Last month a $43 billion dollar deal was announced between the State-owned ChemChina and Switzerland’s Syngenta, a seed and pesticide company. However, in the US the sale of Syngenta- who supplies farmers with seeds and runs research and production facilities- to ChemChina, has alarm bells going off. If this deal goes through it will be the largest overseas takeover ever by a Chinese corporation.

Sen. Chuck Grassley of Iowa, is worried that the merger could impact US food security and distribution; the Republican Senator feels the deal may create conflict of interest with the Chinese government because they would both regulate biotech products and own the company that makes them. US Secretary of Agriculture, Tom Vilsack, is watching the deal carefully as well. His concern is based on how China regulates foreign biotech products. He says that biotechnology and innovation are often impeded by politics (that’s rich coming from any government official in this country) and not based on science (another head shaker from someone who has abandoned sound science for Monsanto).

The deal is not done yet though. The Committee on Foreign Investment in the United States(a Treasury-led regulatory body) still has to sign off on the sale of US firms to foreign investors. And just recently, US tech company Western Digital called off a plan to take a $3.8 billion dollar investment from a Chinese firm because the same Treasury committee had decided to investigate(it seems this committee is one government body that gets things done).

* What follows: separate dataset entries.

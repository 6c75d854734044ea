//! WebSocket bridge between a browser and its session backend
//!
//! The browser side is upgraded in place by hyper; the backend side is a
//! fresh HTTP/1.1 upgrade on a new loopback connection. Both ends are then
//! driven as tungstenite streams and frames are relayed in both directions
//! without interpretation.

use crate::error::{CLOSE_SESSION_EXPIRED, CLOSE_TRY_AGAIN_LATER};
use crate::headers::{backend_authority, offered_subprotocols, websocket_forward_headers};
use crate::metrics::ProxyMetrics;
use crate::registry::{BackendHandle, SessionRegistry};
use crate::session::SessionId;
use futures::{SinkExt, StreamExt};
use http_body_util::{combinators::BoxBody, BodyExt, Empty, Full};
use hyper::body::{Bytes, Incoming};
use hyper::header::{
    HeaderMap, HeaderValue, CONNECTION, HOST, SEC_WEBSOCKET_ACCEPT, SEC_WEBSOCKET_KEY,
    SEC_WEBSOCKET_PROTOCOL, SEC_WEBSOCKET_VERSION, UPGRADE,
};
use hyper::upgrade::{OnUpgrade, Upgraded};
use hyper::{Method, Request, Response, StatusCode};
use hyper_util::rt::TokioIo;
use std::borrow::Cow;
use std::sync::Arc;
use std::time::Duration;
use tokio::net::TcpStream;
use tokio_tungstenite::tungstenite::handshake::client::generate_key;
use tokio_tungstenite::tungstenite::handshake::derive_accept_key;
use tokio_tungstenite::tungstenite::protocol::frame::coding::CloseCode;
use tokio_tungstenite::tungstenite::protocol::{CloseFrame, Role};
use tokio_tungstenite::tungstenite::Message;
use tokio_tungstenite::WebSocketStream;
use tracing::{debug, info, warn};

/// Maximum time to open the backend WebSocket
const BACKEND_CONNECT_TIMEOUT: Duration = Duration::from_secs(15);

/// How long a rejected client gets to acknowledge the close frame
const CLOSE_ACK_TIMEOUT: Duration = Duration::from_secs(5);

type WsStream = WebSocketStream<TokioIo<Upgraded>>;

/// Why the backend side of a bridge could not be opened
#[derive(Debug, thiserror::Error)]
pub enum BridgeError {
    #[error("connect failed: {0}")]
    Connect(#[from] std::io::Error),
    #[error("handshake failed: {0}")]
    Handshake(#[from] hyper::Error),
    #[error("invalid upgrade request: {0}")]
    Request(#[from] hyper::http::Error),
    #[error("backend answered {0} instead of 101")]
    Rejected(StatusCode),
    #[error("backend sent an invalid Sec-WebSocket-Accept")]
    InvalidAccept,
    #[error("timed out after {}s", BACKEND_CONNECT_TIMEOUT.as_secs())]
    Timeout,
}

/// Answer a WebSocket upgrade on a bridge route.
///
/// The client handshake always completes; a missing session or an
/// unreachable backend is reported as a close code on the new connection.
pub async fn handle_upgrade(
    mut req: Request<Incoming>,
    path_and_query: String,
    session: Option<(SessionId, Arc<BackendHandle>)>,
    registry: Arc<SessionRegistry>,
    metrics: Arc<ProxyMetrics>,
) -> Response<BoxBody<Bytes, hyper::Error>> {
    let accept = match req.headers().get(SEC_WEBSOCKET_KEY) {
        Some(key) => derive_accept_key(key.as_bytes()),
        None => return bad_request("missing Sec-WebSocket-Key"),
    };
    let on_upgrade = hyper::upgrade::on(&mut req);

    let (id, handle) = match session {
        Some(session) => session,
        None => {
            debug!(path = %path_and_query, "WebSocket without a live session, closing");
            close_after_upgrade(on_upgrade, CLOSE_SESSION_EXPIRED, "session expired");
            return switching_protocols(&accept, None);
        }
    };

    let port = handle.port();
    let client_headers = req.headers().clone();
    let connected = tokio::time::timeout(
        BACKEND_CONNECT_TIMEOUT,
        connect_backend(port, &path_and_query, &client_headers),
    )
    .await
    .unwrap_or(Err(BridgeError::Timeout));

    let (backend, protocol) = match connected {
        Ok(connected) => connected,
        Err(e) => {
            warn!(session = %id, port, path = %path_and_query, error = %e, "Backend WebSocket unavailable");
            close_after_upgrade(on_upgrade, CLOSE_TRY_AGAIN_LATER, "backend unavailable");
            return switching_protocols(&accept, None);
        }
    };

    let response = switching_protocols(&accept, protocol);

    tokio::spawn(async move {
        let upgraded = match on_upgrade.await {
            Ok(upgraded) => upgraded,
            Err(e) => {
                warn!(session = %id, error = %e, "Client upgrade failed");
                return;
            }
        };
        let client = WebSocketStream::from_raw_socket(TokioIo::new(upgraded), Role::Server, None).await;

        let _guard = metrics.ws_connection();
        registry.touch(&id);
        info!(session = %id, port, path = %path_and_query, "WebSocket bridged");

        let closed_by = relay(client, backend, id, &registry).await;
        debug!(session = %id, closed_by, "WebSocket bridge closed");
    });

    response
}

/// Open a WebSocket to the backend, replaying the client's headers.
/// Returns the stream and the subprotocol the backend selected.
async fn connect_backend(
    port: u16,
    path_and_query: &str,
    client_headers: &HeaderMap,
) -> Result<(WsStream, Option<HeaderValue>), BridgeError> {
    let stream = TcpStream::connect((std::net::Ipv4Addr::LOCALHOST, port)).await?;
    stream.set_nodelay(true)?;

    let (mut sender, conn) = hyper::client::conn::http1::handshake(TokioIo::new(stream)).await?;
    tokio::spawn(async move {
        if let Err(e) = conn.with_upgrades().await {
            debug!(error = %e, "Backend upgrade connection ended");
        }
    });

    let key = generate_key();
    let mut builder = Request::builder()
        .method(Method::GET)
        .uri(path_and_query)
        .header(HOST, backend_authority(port))
        .header(CONNECTION, "Upgrade")
        .header(UPGRADE, "websocket")
        .header(SEC_WEBSOCKET_VERSION, "13")
        .header(SEC_WEBSOCKET_KEY, key.as_str());

    let offered = offered_subprotocols(client_headers);
    if !offered.is_empty() {
        builder = builder.header(SEC_WEBSOCKET_PROTOCOL, offered.join(", "));
    }

    let mut request = builder.body(Empty::<Bytes>::new())?;
    for (name, value) in websocket_forward_headers(client_headers) {
        request.headers_mut().append(name, value);
    }

    let response = sender.send_request(request).await?;
    if response.status() != StatusCode::SWITCHING_PROTOCOLS {
        return Err(BridgeError::Rejected(response.status()));
    }

    let expected = derive_accept_key(key.as_bytes());
    let accepted = response
        .headers()
        .get(SEC_WEBSOCKET_ACCEPT)
        .map(|v| v.as_bytes() == expected.as_bytes())
        .unwrap_or(false);
    if !accepted {
        return Err(BridgeError::InvalidAccept);
    }

    let protocol = response.headers().get(SEC_WEBSOCKET_PROTOCOL).cloned();
    let upgraded = hyper::upgrade::on(response).await?;
    let ws = WebSocketStream::from_raw_socket(TokioIo::new(upgraded), Role::Client, None).await;
    Ok((ws, protocol))
}

/// Relay frames both ways until either side finishes.
/// Returns which side ended the bridge.
async fn relay(
    client: WsStream,
    backend: WsStream,
    id: SessionId,
    registry: &SessionRegistry,
) -> &'static str {
    let (mut client_tx, mut client_rx) = client.split();
    let (mut backend_tx, mut backend_rx) = backend.split();

    let client_to_backend = async {
        while let Some(msg) = client_rx.next().await {
            match msg {
                Ok(msg @ (Message::Text(_) | Message::Binary(_))) => {
                    if backend_tx.send(msg).await.is_err() {
                        break;
                    }
                    registry.touch(&id);
                }
                Ok(Message::Close(_)) => break,
                Ok(_) => {}
                Err(e) => {
                    debug!(session = %id, error = %e, "Client WebSocket read failed");
                    break;
                }
            }
        }
        let _ = backend_tx.close().await;
    };

    let backend_to_client = async {
        while let Some(msg) = backend_rx.next().await {
            match msg {
                Ok(msg @ (Message::Text(_) | Message::Binary(_))) => {
                    if client_tx.send(msg).await.is_err() {
                        break;
                    }
                    registry.touch(&id);
                }
                Ok(Message::Close(frame)) => {
                    let _ = client_tx.send(Message::Close(frame)).await;
                    break;
                }
                Ok(_) => {}
                Err(e) => {
                    debug!(session = %id, error = %e, "Backend WebSocket read failed");
                    break;
                }
            }
        }
        let _ = client_tx.close().await;
    };

    tokio::select! {
        _ = client_to_backend => "client",
        _ = backend_to_client => "backend",
    }
}

/// Finish the client handshake, then close with `code`
fn close_after_upgrade(on_upgrade: OnUpgrade, code: u16, reason: &'static str) {
    tokio::spawn(async move {
        let upgraded = match on_upgrade.await {
            Ok(upgraded) => upgraded,
            Err(e) => {
                debug!(error = %e, "Client upgrade failed before close");
                return;
            }
        };
        let mut ws = WebSocketStream::from_raw_socket(TokioIo::new(upgraded), Role::Server, None).await;
        let frame = CloseFrame {
            code: CloseCode::from(code),
            reason: Cow::Borrowed(reason),
        };
        if ws.close(Some(frame)).await.is_err() {
            return;
        }
        // Drain until the client acknowledges the close
        let _ = tokio::time::timeout(CLOSE_ACK_TIMEOUT, async {
            while let Some(Ok(_)) = ws.next().await {}
        })
        .await;
    });
}

fn switching_protocols(accept: &str, protocol: Option<HeaderValue>) -> Response<BoxBody<Bytes, hyper::Error>> {
    let mut builder = Response::builder()
        .status(StatusCode::SWITCHING_PROTOCOLS)
        .header(CONNECTION, "Upgrade")
        .header(UPGRADE, "websocket")
        .header(SEC_WEBSOCKET_ACCEPT, accept);
    if let Some(protocol) = protocol {
        builder = builder.header(SEC_WEBSOCKET_PROTOCOL, protocol);
    }
    builder
        .body(Empty::<Bytes>::new().map_err(|never| match never {}).boxed())
        .expect("valid response builder")
}

fn bad_request(message: &'static str) -> Response<BoxBody<Bytes, hyper::Error>> {
    Response::builder()
        .status(StatusCode::BAD_REQUEST)
        .header(hyper::header::CONTENT_TYPE, "text/plain")
        .body(Full::new(Bytes::from(message)).map_err(|never| match never {}).boxed())
        .expect("valid response builder")
}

But this deal isn’t the only worrisome one on the books. Just last month, dozens of lawmakers sent a letter to the committee about the planned sale of the Chicago Stock Exchange to a Chinese company. There is concern that Chongqing Casin Enterprise Group has ties to the Chinese government and therefore the Chinese military.

Chinese companies are currently on a global buying binge; to date they have spent $104 billion dollars in foreign deals, 98% of what was spent in 2015.